I'm writing a web app that stores user input in an object. This object will be pickled.
Is it possible for a user to craft malicious input that could do something egregious when the object is unpickled?
Here's a really basic code example that ignores wonderful principles such as encapsulation but epitomizes what I'm looking at:
import pickle
class X(object):
some_attribute = None
x = X()
x.some_attribute = 'insert some user input that could possibly be bad'
p = pickle.dumps(x)
# Can bad things happen here if the object, before being picked, contained
# potentially bad data in some_attribute?
x = pickle.loads(p)
Yes and no...
No - unless there's a bug with the interpreter or the pickle module, you can't run arbitrary code via pickled text, or something like that. unless the pickled text is eval
ed later, or you're doing stuff like creating a new object with a type mentioned in this data.
Yes - depending on what you plan to do with the information in the object later, a user can do all sorts of things. From SQL injection attempts, to changing credentials, brute force password cracking, or anything that should be considered when you're validating user input. But you are probably checking for all this.
Edit:
The python documentation states this:
Warning The pickle module is not intended to be secure against erroneous or maliciously constructed data. Never unpickle data received from an untrusted or unauthenticated source.
However this is not your case - you accept the input, put it through the regular validation, and then pickle it.

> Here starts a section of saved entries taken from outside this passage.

//! Submission state, kept apart from egui so it can be tested headless.

use calcvis_color::ColorScheme;
use calcvis_oracle::AnalysisResult;
use calcvis_plot::PlotInput;

pub const BLANK_INPUT_MESSAGE: &str = "Please enter a mathematical expression";
pub const FAILED_MESSAGE: &str =
    "Failed to process the mathematical expression. Please try a different one.";

/// Outcome of one analysis request.
#[derive(Debug, Clone, PartialEq)]
pub struct Reply {
    pub expression: String,
    pub result: Option<AnalysisResult>,
}

#[derive(Debug, Default)]
pub struct Session {
    pub input: String,
    pub scheme: ColorScheme,
    /// Requests sent but not yet answered.
    pub pending: usize,
    pub result: Option<AnalysisResult>,
    pub error: Option<String>,
}

impl Session {
    pub fn new(scheme: ColorScheme) -> Self {
        Self {
            scheme,
            ..Self::default()
        }
    }

    /// Validate the current input. Returns the text to analyse, or `None`
    /// after recording the blank-input message.
    pub fn submit(&mut self) -> Option<String> {
        if self.input.trim().is_empty() {
            self.error = Some(BLANK_INPUT_MESSAGE.to_string());
            return None;
        }
        self.error = None;
        self.pending += 1;
        Some(self.input.clone())
    }

    /// Apply a reply. Replies are applied in arrival order, so the last one
    /// to resolve wins even if it was submitted first.
    pub fn apply(&mut self, reply: Reply) {
        self.pending = self.pending.saturating_sub(1);
        match reply.result {
            Some(result) => {
                self.result = Some(result);
                self.error = None;
            }
            None => self.error = Some(FAILED_MESSAGE.to_string()),
        }
    }

    pub fn is_loading(&self) -> bool {
        self.pending > 0
    }

    pub fn toggle_scheme(&mut self) {
        self.scheme = self.scheme.toggled();
    }

    /// What the canvas should show, if anything has been analysed yet.
    pub fn plot_input(&self) -> Option<PlotInput> {
        self.result
            .as_ref()
            .map(|result| PlotInput::from_analysis(result, self.scheme))
    }
}

#[cfg(test)]
mod tests {
    use super::*;

    fn reply(expression: &str) -> Reply {
        Reply {
            expression: expression.to_string(),
            result: Some(AnalysisResult::fallback(expression)),
        }
    }

    #[test]
    fn test_blank_submit_is_rejected() {
        let mut session = Session::default();
        session.input = "   ".to_string();

        assert_eq!(session.submit(), None);
        assert_eq!(session.error.as_deref(), Some(BLANK_INPUT_MESSAGE));
        assert!(!session.is_loading());
    }

    #[test]
    fn test_submit_keeps_text_verbatim() {
        let mut session = Session::default();
        session.input = " sin(x) ".to_string();
        assert_eq!(session.submit().as_deref(), Some(" sin(x) "));
        assert!(session.is_loading());
    }

    #[test]
    fn test_last_reply_wins() {
        let mut session = Session::default();
        session.input = "x^2".to_string();
        session.submit();
        session.input = "sin(x)".to_string();
        session.submit();

        // The second request resolves first.
        session.apply(reply("sin(x)"));
        assert!(session.is_loading());
        session.apply(reply("x^2"));

        assert!(!session.is_loading());
        assert_eq!(session.result.as_ref().unwrap().parsed, "x^2");
    }

    #[test]
    fn test_none_result_keeps_previous_plot() {
        let mut session = Session::default();
        session.input = "x".to_string();
        session.submit();
        session.apply(reply("x"));

        session.submit();
        session.apply(Reply {
            expression: "x".to_string(),
            result: None,
        });

        assert_eq!(session.error.as_deref(), Some(FAILED_MESSAGE));
        assert!(session.result.is_some());
    }

    #[test]
    fn test_plot_input_follows_scheme() {
        let mut session = Session::new(ColorScheme::Light);
        assert!(session.plot_input().is_none());

        session.result = Some(AnalysisResult::fallback("x"));
        session.toggle_scheme();
        assert_eq!(session.plot_input().unwrap().scheme, ColorScheme::Dark);
    }
}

Well according to the documentation
Warning: The pickle
module is not intended to be secure against erroneous or maliciously constructed data. Never unpickle data received from an
untrusted or unauthenticated source.
It would imply that it is possible to attack this functionality just by invoking it if the structure of the data existed in such a state that the pickle algorithm would enter into a state where program behavior was not guaranteed.
According to this site
import pickle
pickle.loads("cos\nsystem\n(S'ls ~'\ntR.") # This will run: ls ~
is all that is required to execute arbitrary code. There are other examples there as well as an "improvement" to pickling for security purposes.

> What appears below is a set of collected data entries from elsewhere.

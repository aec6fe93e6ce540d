//! Google Generative Language API transport.

use crate::config::OracleConfig;
use crate::error::OracleError;
use crate::oracle::Oracle;
use futures::future::BoxFuture;
use log::{debug, info};
use serde::{Deserialize, Serialize};
use std::time::Duration;

#[derive(Serialize)]
struct GenerateRequest<'a> {
    contents: Vec<Content<'a>>,
}

#[derive(Serialize)]
struct Content<'a> {
    parts: Vec<Part<'a>>,
}

#[derive(Serialize)]
struct Part<'a> {
    text: &'a str,
}

#[derive(Deserialize)]
struct GenerateResponse {
    #[serde(default)]
    candidates: Vec<Candidate>,
}

#[derive(Deserialize)]
struct Candidate {
    content: Option<CandidateContent>,
}

#[derive(Deserialize)]
struct CandidateContent {
    #[serde(default)]
    parts: Vec<CandidatePart>,
}

#[derive(Deserialize)]
struct CandidatePart {
    text: Option<String>,
}

pub struct GeminiOracle {
    client: reqwest::Client,
    api_key: String,
    url: String,
}

impl GeminiOracle {
    pub fn new(config: &OracleConfig) -> Result<Self, OracleError> {
        let api_key = config
            .api_key
            .clone()
            .filter(|k| !k.trim().is_empty())
            .ok_or(OracleError::MissingApiKey)?;

        let mut builder = reqwest::Client::builder();
        if let Some(secs) = config.timeout_secs {
            builder = builder.timeout(Duration::from_secs(secs));
        }
        let client = builder.build()?;

        Ok(Self {
            client,
            api_key,
            url: generate_url(&config.endpoint, &config.model),
        })
    }

    async fn generate(&self, prompt: &str) -> Result<String, OracleError> {
        let body = GenerateRequest {
            contents: vec![Content {
                parts: vec![Part { text: prompt }],
            }],
        };

        info!("requesting analysis from {}", self.url);
        let response = self
            .client
            .post(&self.url)
            .header("x-goog-api-key", &self.api_key)
            .json(&body)
            .send()
            .await?;

        let status = response.status();
        let text = response.text().await?;
        if !status.is_success() {
            return Err(OracleError::Http {
                status: status.as_u16(),
                body: text,
            });
        }

        debug!("oracle replied with {} bytes", text.len());
        candidate_text(&text)
    }
}

impl Oracle for GeminiOracle {
    fn complete<'a>(&'a self, prompt: &'a str) -> BoxFuture<'a, Result<String, OracleError>> {
        Box::pin(self.generate(prompt))
    }
}

fn generate_url(endpoint: &str, model: &str) -> String {
    format!(
        "{}/models/{}:generateContent",
        endpoint.trim_end_matches('/'),
        model
    )
}

/// Concatenated text parts of the first candidate.
fn candidate_text(body: &str) -> Result<String, OracleError> {
    let response: GenerateResponse = serde_json::from_str(body)?;
    let text: String = response
        .candidates
        .into_iter()
        .next()
        .and_then(|c| c.content)
        .map(|content| {
            content
                .parts
                .into_iter()
                .filter_map(|p| p.text)
                .collect::<Vec<_>>()
                .join("")
        })
        .unwrap_or_default();

    if text.is_empty() {
        Err(OracleError::EmptyResponse)
    } else {
        Ok(text)
    }
}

I found this in the documentation of multiprocessing module which I think answers the question:
Warning
The Connection.recv() method automatically unpickles the data it
receives, which can be a security risk unless you can trust the
process which sent the message.
Therefore, unless the connection object was produced using Pipe() you
should only use the recv() and send() methods after performing some
sort of authentication. See Authentication keys.
(emphasis mine)
Conclusion is that if the connection object is produced using a trusted Pipe, i.e. a trusted pickle, then it can be safely unpickled.